È importante inoltre far notare che la giustizia non è una serie TV di Netflix. La giustizia è regolata da leggi, e non mi risulta che in Italia esista una legge che permetta lo scambio di prigionieri. Un mafioso, collaborando con la giustizia, può al più concordare delle attenuazioni del regime detentivo per sé, non per altri. Saverio Lodato, giornalista che con il pm Nino di Matteo ha scritto il libro Il Patto Sporco in cui ricostruisce proprio la trattativa Stato-Mafia assieme al magistrato che l’indagine su questa trattativa la conduce da sempre, in un intervento nel talk show di La7 Otto e Mezzo ha dichiarato: “A me questo sembra un arresto pulito” (ovvero non intaccato da alcuna nuova trattativa). Ora, io credo che lui di trattative Stato-mafia ne sappia abbastanza. Questo non significa che abbia ragione (nessuno in questo momento può sapere che cosa accadrà). Però, ecco, forse non dobbiamo avere la pretesa di “saperla lunga” solo perché una certa narrazione ci suona più affascinante di altre e conferma certe nostre visioni. Sarà anche finita la pandemia del COVID-19, ma quella delle teorie del complotto di ogni livello sembra rimanere in fase di accrescimento. Mi rendo conto che è difficile essere completamente privi di questa tendenza, anche perché il cervello umano è ossessionato dall’instaurare connessioni fra le informazioni e dal trovare spiegazioni semplici nel più breve tempo possibile, ma quel che tutti possono fare è sforzarsi di ragionare su ogni questione applicando spirito critico e analizzando ogni singolo passaggio logico di un ragionamento.

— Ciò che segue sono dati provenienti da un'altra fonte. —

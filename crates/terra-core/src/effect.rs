//! Card effects.
//!
//! An effect is a pure predicate over a proposed trade: the resources paid,
//! the resources gained and the amount of pollution produced. Effects never
//! touch card state. Action processors evaluate them and perform every
//! mutation themselves once an effect has accepted the trade.

use crate::resource::{Resource, ResourceHand};
use serde::{Deserialize, Serialize};
use std::fmt;

/// A trade rule printed on a card.
#[derive(Debug, Clone, PartialEq, Eq, Serialize, Deserialize)]
pub enum Effect {
    /// Pay exactly `from`, gain exactly `to`, produce exactly `pollution`.
    FixedTransformation {
        from: ResourceHand,
        to: ResourceHand,
        pollution: u32,
    },

    /// Pay any `from` resources of any kinds, gain exactly `to`, produce
    /// exactly `pollution`.
    ArbitraryBasic {
        from: usize,
        to: ResourceHand,
        pollution: u32,
    },

    /// Accepts a trade if any of the alternatives does.
    Or(Vec<Effect>),

    /// The card may borrow the effect of a card on another player's grid.
    /// Accepts no trade on its own.
    Assistance,
}

impl Effect {
    /// Shorthand for a fixed transformation from resource lists
    pub fn fixed(from: &[Resource], to: &[Resource], pollution: u32) -> Self {
        Effect::FixedTransformation {
            from: ResourceHand::from_resources(from),
            to: ResourceHand::from_resources(to),
            pollution,
        }
    }

    /// Shorthand for an arbitrary-basic effect
    pub fn arbitrary(from: usize, to: &[Resource], pollution: u32) -> Self {
        Effect::ArbitraryBasic {
            from,
            to: ResourceHand::from_resources(to),
            pollution,
        }
    }

    /// Whether this effect accepts the trade
    pub fn check(&self, input: &[Resource], output: &[Resource], pollution: u32) -> bool {
        match self {
            Effect::FixedTransformation {
                from,
                to,
                pollution: produced,
            } => {
                ResourceHand::from_resources(input) == *from
                    && ResourceHand::from_resources(output) == *to
                    && pollution == *produced
            }
            Effect::ArbitraryBasic {
                from,
                to,
                pollution: produced,
            } => {
                input.len() == *from
                    && ResourceHand::from_resources(output) == *to
                    && pollution == *produced
            }
            Effect::Or(alternatives) => alternatives
                .iter()
                .any(|effect| effect.check(input, output, pollution)),
            Effect::Assistance => false,
        }
    }

    /// Whether this effect lets its card receive assistance
    pub fn has_assistance(&self) -> bool {
        match self {
            Effect::Or(alternatives) => alternatives.iter().any(Effect::has_assistance),
            Effect::Assistance => true,
            Effect::FixedTransformation { .. } | Effect::ArbitraryBasic { .. } => false,
        }
    }

    /// Human-readable description
    pub fn state(&self) -> String {
        self.to_string()
    }
}

impl fmt::Display for Effect {
    fn fmt(&self, f: &mut fmt::Formatter<'_>) -> fmt::Result {
        match self {
            Effect::FixedTransformation {
                from,
                to,
                pollution,
            } => {
                write!(f, "Pay {} -> Gain {}", from, to)?;
                if *pollution > 0 {
                    write!(f, " (+{} pollution)", pollution)?;
                }
                Ok(())
            }
            Effect::ArbitraryBasic {
                from,
                to,
                pollution,
            } => write!(f, "Pay any {} -> Gain {} (+{} pollution)", from, to, pollution),
            Effect::Or(alternatives) if alternatives.is_empty() => f.write_str("(empty OR)"),
            Effect::Or(alternatives) => {
                let inner: Vec<String> = alternatives.iter().map(Effect::state).collect();
                write!(f, "({})", inner.join(" OR "))
            }
            Effect::Assistance => f.write_str("Assistance"),
        }
    }
}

Adottare questo tipo di atteggiamento significa in primis migliorare la qualità della propria vita, dato che oltre a far uscire da una prospettiva per la quale tutti gli altri sembrano essere contro di noi permette anche di guardare il mondo intorno da un punto di vista che non vede tutto in bianco e nero, ma sa cogliere tutte le innumerevoli sfumature possibili.